Tuesday, December 10, 2013

EDITORIAL >> 33 years of success

Cabot’s football team is playing Bentonville in the Class 7A football state championship game on Friday at War Memorial Stadium. The Panthers will be led onto the field by Coach Mike Malham, a man who — despite helping bring two state championships to the town in his 33-year stint — has been much maligned in recent years.

Malham has been in charge of the Cabot football program while it has seen an unprecedented level of success. As Cabot and its school district grew rapidly, the Panthers were an annual state championship contender in the state’s highest classification. The population growth coincided with an excellent run of talent. It’s a cycle high schools are known to go through. There are good years, and there are bad years, and mostly there are average years.

Malham has won more games than those averages should indicate. Talent is the primary factor in winning and losing in all sports. There are secondary factors, and the first one is coaching. Great coaching can help less talented players win. That’s how Malham has contributed to Cabot’s success. The years they won it all, like most teams that win it all, were largely due to the fact that he had outstanding talent.

But Malham has won 269 games as head coach since 1980. That’s 8.2 wins per 10-game regular season, plus a few playoff games most years, for 33 years. That is a winning percentage beyond what anyone should expect a high-school program to achieve for such a long period. Cabot has won two state championships under Malham.

That in itself doesn’t seem like a great percentage. But considering the percentage of schools that have won precisely zero state or conference titles in those years, and have fallen far short of averaging more than eight wins a season, it’s a mystery why some people are unhappy with his accomplishments.

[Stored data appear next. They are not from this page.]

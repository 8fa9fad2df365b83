//! API utilities for frontend-backend communication.

/// Get the base URL for API requests.
///
/// The backend serves the page itself, so requests go to the page's own
/// origin. Returns an empty string if window is not available.
pub fn api_base() -> String {
    let window = match web_sys::window() {
        Some(w) => w,
        None => return String::new(),
    };
    window.location().origin().unwrap_or_default()
}

/// Build a full API URL from a path.
///
/// # Example
/// ```no_run
/// let url = frontend::shared::api_utils::api_url("/ui-documents");
/// ```
pub fn api_url(path: &str) -> String {
    format!("{}{}", api_base(), path)
}
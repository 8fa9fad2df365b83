//! Wire contracts for the document-session backend.
//!
//! The backend is an external HTTP service; these types mirror the JSON
//! payloads it accepts and returns. Timestamps stay wire strings (ISO 8601),
//! formatting is a frontend concern.

pub mod chat;
pub mod documents;
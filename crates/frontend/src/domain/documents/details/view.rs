//! Document details - view and edit modals.

use super::view_model::{DetailMode, DocumentDetailsVm};
use crate::domain::documents::list::view_model::DocumentsVm;
use crate::shared::modal::Modal;
use crate::shared::toast::ToastService;
use leptos::prelude::*;

/// Renders the view or edit modal for the currently open document, if any.
#[component]
#[allow(non_snake_case)]
pub fn DocumentModals() -> impl IntoView {
    let details =
        use_context::<DocumentDetailsVm>().expect("DocumentDetailsVm not found in context");
    let documents = use_context::<DocumentsVm>().expect("DocumentsVm not found in context");
    let toasts = use_context::<ToastService>().expect("ToastService not found in context");

    let on_close = Callback::new(move |_| details.close());

    view! {
        {move || {
            let open = details.open.get()?;
            if !details.loaded.get() {
                return None;
            }
            let view = match open.mode {
                DetailMode::View => view! {
                    <Modal title=format!("Viewing: {}", open.name) on_close=on_close>
                        <pre class="document-view__content">
                            {move || details.content.get()}
                        </pre>
                    </Modal>
                }
                .into_any(),
                DetailMode::Edit => view! {
                    <Modal title=format!("Editing: {}", open.name) on_close=on_close>
                        <textarea
                            class="document-edit__content"
                            prop:value=move || details.content.get()
                            on:input=move |ev| details.content.set(event_target_value(&ev))
                        ></textarea>
                        <div class="modal-footer">
                            <button
                                class="button button--primary save-btn"
                                disabled=move || details.is_saving.get()
                                on:click=move |_| details.save(documents, toasts)
                            >
                                {move || {
                                    if details.is_saving.get() { "Saving..." } else { "Save Changes" }
                                }}
                            </button>
                            <button
                                class="button button--secondary"
                                on:click=move |_| details.close()
                            >
                                "Cancel"
                            </button>
                        </div>
                    </Modal>
                }
                .into_any(),
            };
            Some(view)
        }}
    }
}
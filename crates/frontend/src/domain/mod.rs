pub mod chat;
pub mod documents;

Yet there is still a small faction who follow Cabot football (we resist calling them fans) that would just as soon see Panther Stadium air raided as see Malham succeed. To this small faction, none of Cabot’s success is due to him, and all its failures are because of him.

To this faction, Cabot has just as much, if not more, talent as any other school. They say it’s Malham’s fault that Cabot players are not getting big-time college scholarship offers at the same rate as other schools. They say he refuses to promote his players, or his system is so arcane that college coaches are helpless to teach his most talented athletes how to play modern football.

That’s balderdash.

Many people are gifted at many different things, and it’s a rare occasion that someone’s vocation matches their gift. Mike Malham has a gift for coaching high school athletes, and Cabot has been fortunate to have him leading its program for 33 years. The Panthers have won more games because he’s been there, far more than they would have with someone with average coaching talent.

People who argue his system is too out-of-date to win have not only been proven wrong this year, they were proven wrong in 1983 and 2000. The Dead T was, for all practical purposes, a dead system then. The wing-T replaced the Dead-T in the 1950s. Frank Broyles’ power I-formation replaced that. The wishbone, made popular by Darrel Royal’s Texas Longhorns, then became all the rage, and a dozen different systems have come since then.

Lining up the tackles 15 yards apart and throwing the ball 30 times per game wouldn’t have made Cabot any more successful than it’s been. Cabot won championships because those teams were better than everyone else.

But let’s also credit the program’s consistent success to a coach who is dedicated to hard work and excellence, and who has a knack for teaching young people to give their best. Go Panthers.